▶ [Problem]: Which lines in the listing below contain "const"? Copy each of them.

▶ [Records provided]:
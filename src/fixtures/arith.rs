//! Scalar arithmetic fixtures.
//!
//! Absolute value ships in two structurally distinct implementations so
//! equivalence harnesses have a pair to compare; likewise the saturating
//! and guarded adders compute the same clamp through different control
//! flow. Plain addition wraps on overflow and is intentionally unchecked.

/// Absolute value via an explicit branch.
///
/// Negation wraps at `i32::MIN`, so `abs_branching(i32::MIN)` returns
/// `i32::MIN` rather than panicking.
#[must_use]
pub const fn abs_branching(x: i32) -> i32 {
    if x < 0 { x.wrapping_neg() } else { x }
}

/// Absolute value via the branchless sign-mask idiom.
///
/// `x >> 31` is all ones exactly when `x` is negative; XOR-and-subtract
/// then yields the magnitude. Wraps at `i32::MIN` like [`abs_branching`].
#[must_use]
pub const fn abs_select(x: i32) -> i32 {
    let mask = x >> 31;
    (x ^ mask).wrapping_sub(mask)
}

/// Returns the numerically greater operand; ties return either.
#[must_use]
pub const fn max(a: i32, b: i32) -> i32 {
    if a > b { a } else { b }
}

/// Plain addition with two's-complement wrap on overflow.
///
/// The missing overflow check is the point: this fixture is the target
/// the overflow counterexample driver aims at.
#[must_use]
pub const fn wrapping_add(a: i32, b: i32) -> i32 { a.wrapping_add(b) }

/// Saturating addition by widening to `i64` and clamping.
///
/// Equals `clamp(a + b, i32::MIN, i32::MAX)` evaluated in unbounded
/// integers.
#[must_use]
pub fn saturating_add(a: i32, b: i32) -> i32 {
    let sum = i64::from(a) + i64::from(b);
    let clamped = sum.clamp(i64::from(i32::MIN), i64::from(i32::MAX));
    #[expect(clippy::expect_used, reason = "sum is clamped to the i32 range")]
    let narrowed = i32::try_from(clamped).expect("clamped sum fits in i32");
    narrowed
}

/// Overflow-safe addition that pre-checks the representable range.
///
/// Returns `i32::MAX` or `i32::MIN` when the mathematical sum would
/// escape the range, otherwise the exact sum. Computes the same function
/// as [`saturating_add`] through different control flow, making the pair
/// an equivalence-checking target.
#[must_use]
pub const fn guarded_add(a: i32, b: i32) -> i32 {
    if a > 0 && b > i32::MAX - a {
        i32::MAX
    } else if a < 0 && b < i32::MIN - a {
        i32::MIN
    } else {
        a + b
    }
}

#[cfg(kani)]
mod kani;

▶ [Result for this task]:
pub const fn abs_branching(x: i32) -> i32 {
pub const fn abs_select(x: i32) -> i32 {
pub const fn max(a: i32, b: i32) -> i32 {
pub const fn wrapping_add(a: i32, b: i32) -> i32 { a.wrapping_add(b) }
pub const fn guarded_add(a: i32, b: i32) -> i32 {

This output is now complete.